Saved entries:

------------------------------------------------

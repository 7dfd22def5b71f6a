use std::fmt;
use std::sync::Arc;

use async_trait::async_trait;
use reqwest::Client;
use serde::{Deserialize, Serialize};

use fnr_core::{Classification, Error, Label, Result, TextClassifier};

const DEFAULT_BASE_URL: &str = "http://localhost:8001";

#[derive(Serialize)]
struct ClassifyRequest<'a> {
    text: &'a str,
}

#[derive(Deserialize)]
struct ClassifyResponse {
    label: String,
    confidence: f64,
}

/// Client for an external inference service exposing
/// `POST {base}/classify` with `{"text": ...}` and returning
/// `{"label": "positive" | "negative", "confidence": 0.0..1.0}`.
pub struct RemoteClassifier {
    client: Arc<Client>,
    base_url: String,
}

impl RemoteClassifier {
    pub fn new(base_url: Option<String>) -> Result<Self> {
        Ok(Self {
            client: Arc::new(Client::new()),
            base_url: base_url.unwrap_or_else(|| DEFAULT_BASE_URL.to_string()),
        })
    }
}

impl fmt::Debug for RemoteClassifier {
    fn fmt(&self, f: &mut fmt::Formatter<'_>) -> fmt::Result {
        f.debug_struct("RemoteClassifier")
            .field("client", &"<reqwest::Client>")
            .field("base_url", &self.base_url)
            .finish()
    }
}

#[async_trait]
impl TextClassifier for RemoteClassifier {
    fn name(&self) -> &str {
        "remote"
    }

    async fn classify(&self, text: &str) -> Result<Classification> {
        let response = self
            .client
            .post(format!("{}/classify", self.base_url))
            .json(&ClassifyRequest { text })
            .send()
            .await?
            .error_for_status()?
            .json::<ClassifyResponse>()
            .await?;

        let label = match response.label.to_lowercase().as_str() {
            "positive" => Label::Positive,
            "negative" => Label::Negative,
            other => {
                return Err(Error::Classification(format!(
                    "inference service returned unknown label: {}",
                    other
                )))
            }
        };

        Ok(Classification {
            label,
            confidence: response.confidence.clamp(0.0, 1.0),
        })
    }
}

#[cfg(test)]
mod tests {
    use super::*;

    #[test]
    fn test_defaults_to_local_service() {
        let classifier = RemoteClassifier::new(None).unwrap();
        assert_eq!(classifier.base_url, DEFAULT_BASE_URL);
    }

    #[test]
    fn test_debug_hides_client() {
        let classifier = RemoteClassifier::new(Some("http://inference:9000".to_string())).unwrap();
        let debug = format!("{:?}", classifier);
        assert!(debug.contains("http://inference:9000"));
        assert!(debug.contains("<reqwest::Client>"));
    }
}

------------------------------------------------

▶ [WHAT NEEDS TO BE DONE]:
Whenever a line in the preceding entries includes the word "Classification", count it, and state the total alone.

▶ [YOUR RESPONSE]:
4